### Task statement
The output should consist solely of the line containing "async fn test_delete_by_user_removes_both()" and the lines that follow it through the end of the data below.

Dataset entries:

• • • •

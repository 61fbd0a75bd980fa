use crate::cache::{Cache, CacheBackend};
use crate::errors::AuthError;
use log::{error, warn};
use std::sync::Arc;
use uuid::Uuid;

const USER_KEY_PREFIX: &str = "refresh_token::user::";
const TOKEN_KEY_PREFIX: &str = "refresh_token::token::";

/// Bidirectional refresh-token store.
///
/// Each live refresh token occupies two entries with identical TTLs:
/// `refresh_token::user::{userId}` -> token and
/// `refresh_token::token::{token}` -> userId. The pair is created and
/// destroyed together; a user has at most one active refresh token, and
/// saving a new one silently replaces the previous pair.
#[derive(Clone)]
pub struct RefreshTokenStore {
    cache: Arc<Cache>,
}

impl RefreshTokenStore {
    pub fn new(cache: Arc<Cache>) -> Self {
        Self { cache }
    }

    fn user_key(user_id: Uuid) -> String {
        format!("{USER_KEY_PREFIX}{user_id}")
    }

    fn token_key(token: &str) -> String {
        format!("{TOKEN_KEY_PREFIX}{token}")
    }

    /// Write both directions with the same TTL. If the reverse write
    /// fails the forward entry is rolled back so the pair is never
    /// half-present. Any previous token of the user is evicted first,
    /// otherwise its reverse entry would stay exchangeable until TTL.
    pub async fn save(&self, user_id: Uuid, token: &str, ttl_secs: u64) -> Result<(), AuthError> {
        if let Some(previous) = self.find_by_user(user_id).await? {
            if previous != token {
                self.cache.delete(&Self::token_key(&previous)).await?;
            }
        }

        let user_key = Self::user_key(user_id);
        let token_key = Self::token_key(token);

        self.cache
            .set_ex(&user_key, &token.to_string(), ttl_secs)
            .await?;

        if let Err(err) = self
            .cache
            .set_ex(&token_key, &user_id.to_string(), ttl_secs)
            .await
        {
            if let Err(rollback) = self.cache.delete(&user_key).await {
                // Forward entry survived without its reverse twin; the
                // TTL will eventually clear it, but flag it loudly.
                error!(
                    "refresh token store inconsistent for user {user_id}: \
                     reverse write failed ({err}) and rollback failed ({rollback})"
                );
            }
            return Err(err.into());
        }
        Ok(())
    }

    pub async fn find_by_user(&self, user_id: Uuid) -> Result<Option<String>, AuthError> {
        Ok(self.cache.get::<String>(&Self::user_key(user_id)).await?)
    }

    pub async fn find_user_by_token(&self, token: &str) -> Result<Option<Uuid>, AuthError> {
        let Some(raw) = self.cache.get::<String>(&Self::token_key(token)).await? else {
            return Ok(None);
        };
        match Uuid::parse_str(&raw) {
            Ok(user_id) => Ok(Some(user_id)),
            Err(_) => {
                warn!("discarding corrupt refresh token entry: {raw:?} is not a user id");
                Ok(None)
            }
        }
    }

    /// Delete the pair starting from the forward entry. Returns the
    /// deleted token, if one was stored.
    pub async fn delete_by_user(&self, user_id: Uuid) -> Result<Option<String>, AuthError> {
        let Some(token) = self.find_by_user(user_id).await? else {
            return Ok(None);
        };
        self.cache.delete(&Self::user_key(user_id)).await?;
        self.cache.delete(&Self::token_key(&token)).await?;
        Ok(Some(token))
    }

    /// Delete the pair starting from the reverse entry. Returns the
    /// owning user id, if the token was stored.
    pub async fn delete_by_token(&self, token: &str) -> Result<Option<Uuid>, AuthError> {
        let Some(user_id) = self.find_user_by_token(token).await? else {
            return Ok(None);
        };
        self.cache.delete(&Self::token_key(token)).await?;
        self.cache.delete(&Self::user_key(user_id)).await?;
        Ok(Some(user_id))
    }
}

#[cfg(test)]
mod tests {
    use super::*;
    use crate::cache::memory::InMemoryCache;

    fn store() -> RefreshTokenStore {
        let cache = Cache::InMemory(InMemoryCache::new(60, 16).unwrap());
        RefreshTokenStore::new(Arc::new(cache))
    }

    #[tokio::test]
    async fn test_save_creates_both_directions() {
        let store = store();
        let user_id = Uuid::now_v7();

        store.save(user_id, "tok-1", 60).await.unwrap();

        assert_eq!(
            store.find_by_user(user_id).await.unwrap(),
            Some("tok-1".to_string())
        );
        assert_eq!(
            store.find_user_by_token("tok-1").await.unwrap(),
            Some(user_id)
        );
    }

    #[tokio::test]
    async fn test_save_replaces_previous_token_for_user() {
        let store = store();
        let user_id = Uuid::now_v7();

        store.save(user_id, "tok-old", 60).await.unwrap();
        store.save(user_id, "tok-new", 60).await.unwrap();

        assert_eq!(
            store.find_by_user(user_id).await.unwrap(),
            Some("tok-new".to_string())
        );
        assert_eq!(
            store.find_user_by_token("tok-new").await.unwrap(),
            Some(user_id)
        );
        // The replaced token's reverse entry is evicted, not left to TTL.
        assert_eq!(store.find_user_by_token("tok-old").await.unwrap(), None);
    }

    #[tokio::test]
    async fn test_delete_by_user_removes_both() {
        let store = store();
        let user_id = Uuid::now_v7();

        store.save(user_id, "tok-1", 60).await.unwrap();
        let deleted = store.delete_by_user(user_id).await.unwrap();

        assert_eq!(deleted, Some("tok-1".to_string()));
        assert_eq!(store.find_by_user(user_id).await.unwrap(), None);
        assert_eq!(store.find_user_by_token("tok-1").await.unwrap(), None);
    }

    #[tokio::test]
    async fn test_delete_by_token_removes_both() {
        let store = store();
        let user_id = Uuid::now_v7();

        store.save(user_id, "tok-1", 60).await.unwrap();
        let deleted = store.delete_by_token("tok-1").await.unwrap();

        assert_eq!(deleted, Some(user_id));
        assert_eq!(store.find_by_user(user_id).await.unwrap(), None);
        assert_eq!(store.find_user_by_token("tok-1").await.unwrap(), None);
    }

    #[tokio::test]
    async fn test_delete_missing_is_a_noop() {
        let store = store();
        assert_eq!(store.delete_by_user(Uuid::now_v7()).await.unwrap(), None);
        assert_eq!(store.delete_by_token("ghost").await.unwrap(), None);
    }
}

• • • •

### Result for this task
    async fn test_delete_by_user_removes_both() {
        let store = store();
        let user_id = Uuid::now_v7();

        store.save(user_id, "tok-1", 60).await.unwrap();
        let deleted = store.delete_by_user(user_id).await.unwrap();

        assert_eq!(deleted, Some("tok-1".to_string()));
        assert_eq!(store.find_by_user(user_id).await.unwrap(), None);
        assert_eq!(store.find_user_by_token("tok-1").await.unwrap(), None);
    }

    #[tokio::test]
    async fn test_delete_by_token_removes_both() {
        let store = store();
        let user_id = Uuid::now_v7();

        store.save(user_id, "tok-1", 60).await.unwrap();
        let deleted = store.delete_by_token("tok-1").await.unwrap();

        assert_eq!(deleted, Some(user_id));
        assert_eq!(store.find_by_user(user_id).await.unwrap(), None);
        assert_eq!(store.find_user_by_token("tok-1").await.unwrap(), None);
    }

    #[tokio::test]
    async fn test_delete_missing_is_a_noop() {
        let store = store();
        assert_eq!(store.delete_by_user(Uuid::now_v7()).await.unwrap(), None);
        assert_eq!(store.delete_by_token("ghost").await.unwrap(), None);
    }
}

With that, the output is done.